Этот роман активно не понравится историку. Вероятно, его не поймет и тот читатель, кто просто неплохо знает события революции и Гражданской войны в России.

Сюжет книги прост. Лето 1918 года. Сохранивший верность государю Преображенский полк под командованием князя Александра Илларионовича Ипсиланти идет на Екатеринбург спасать Николая II и его семью. Солдаты проходят (а точнее «бесполезно блуждают») по бескрайним степям и сибирской тайге. На этом долгом пути им приходится отбиваться от тигров-людоедов. Но есть еще одна опасность: таинственные «девушки из лесного племени», которые соблазняют солдат и уводят их навсегда с собой…

Вторая сюжетная линия связана с пребыванием августейших супругов и их детей в заключении. Преображенцы всего на несколько часов опаздывают с их освобождением: «Господь Бог снова забирал себе ту власть, которую Он когда-то передал людям и которой они не сумели распорядиться, в Ипатьевском доме распахнулись настежь окна, прежде закрывавшие от царской семьи весь мир за пределами сада, и теперь уже отчетливо стали слышны выстрелы: в Екатеринбург на помощь царю с боем входили верные ему белые войска, но было уже слишком поздно…»

На первый взгляд, перед читателями нечто, напоминающее литературный вариант фильма «Господа офицеры: Спасти императора» или роман Жюля Верна «Мишель Строгофф» (известный также под названием «Курьер царя»).

Но это поверхностное суждение. Книга имеет довольно сложную композицию, выводящую роман за пределы массовой культуры. Пространство глав, посвященных маршу преображенцев, постепенно сужается, хотя они связаны с действием, сменой декораций. В то время, как статичное пространство глав, связанных с заключенными царственными узниками, за счет воспоминаний, наоборот, постоянно расширяется. Да и сам роман, несмотря на, мягко говоря, вольное отношение к исторической действительности имеет в своей основе довольно серьезную литературную традицию. В первую очередь это, конечно, культовый роман Дино Буцатти с его «Татарской пустыней» (атмосфера, ожидание врага) и «Дерсу Узала» (в версии Акиро Куросавы, а не Владимира Арсеньева) со схожими «таежными главами».

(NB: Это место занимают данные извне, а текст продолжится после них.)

//! linkpage — a personal link-in-bio service.
//!
//! # Architecture Overview
//!
//! ```text
//!                    ┌──────────────────────────────────────────────┐
//!                    │                  LINKPAGE                     │
//!                    │                                               │
//!   Client Request   │  ┌─────────┐   ┌──────────┐   ┌───────────┐ │
//!   ─────────────────┼─▶│  http   │──▶│  links   │──▶│ resolver  │ │
//!                    │  │ server  │   │ registry │   │           │ │
//!                    │  └─────────┘   └──────────┘   └─────┬─────┘ │
//!                    │                                      │       │
//!                    │                                      ▼       │
//!   Client Response  │  ┌─────────┐   ┌──────────┐   ┌───────────┐ │
//!   ◀────────────────┼──│ cache   │◀──│   qr     │◀──│ resolved  │ │
//!                    │  │ policy  │   │ renderer │   │  links    │ │
//!                    │  └─────────┘   └──────────┘   └───────────┘ │
//!                    │                                               │
//!                    │  ┌─────────────────────────────────────────┐ │
//!                    │  │          Cross-Cutting Concerns          │ │
//!                    │  │  config · tracing · request IDs · scrape │ │
//!                    │  └─────────────────────────────────────────┘ │
//!                    └──────────────────────────────────────────────┘
//! ```

use std::path::PathBuf;

use clap::Parser;
use tokio::net::TcpListener;
use tracing_subscriber::{layer::SubscriberExt, util::SubscriberInitExt};

use linkpage::config::load_config;
use linkpage::http::HttpServer;

#[derive(Parser, Debug)]
#[command(name = "linkpage", about = "Personal link-in-bio service")]
struct Args {
    /// Path to a TOML configuration file.
    #[arg(long)]
    config: Option<PathBuf>,
}

#[tokio::main]
async fn main() -> Result<(), Box<dyn std::error::Error>> {
    let args = Args::parse();

    // Initialize tracing subscriber
    tracing_subscriber::registry()
        .with(
            tracing_subscriber::EnvFilter::try_from_default_env()
                .unwrap_or_else(|_| "linkpage=debug,tower_http=debug".into()),
        )
        .with(tracing_subscriber::fmt::layer())
        .init();

    tracing::info!("linkpage v{} starting", env!("CARGO_PKG_VERSION"));

    let config = load_config(args.config.as_deref())?;

    tracing::info!(
        bind_address = %config.listener.bind_address,
        custom_links = config.links.custom.len(),
        scrape_enabled = config.scrape.enabled,
        "Configuration loaded"
    );

    let listener = TcpListener::bind(&config.listener.bind_address).await?;
    let local_addr = listener.local_addr()?;

    tracing::info!(address = %local_addr, "Listening for connections");

    let server = HttpServer::new(config);
    server.run(listener).await?;

    tracing::info!("Shutdown complete");
    Ok(())
}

А уже упомянутые «вольности» с фактами сближают текст Роберто Пацци, но не с «Баудолино» Умберто Эко (отсутствует постмодернистская ирония), а скорее с «Осенью в Петербурге» Джона Кутзее, где он не менее свободно, чем автор «Императора» обошелся с биографией Достоевского.

Хотя, наверное, и Пацци, и Кутзее, при всех достоинствах их сочинений, не следовало персонажей своих книг привязывать к конкретным историческим героям.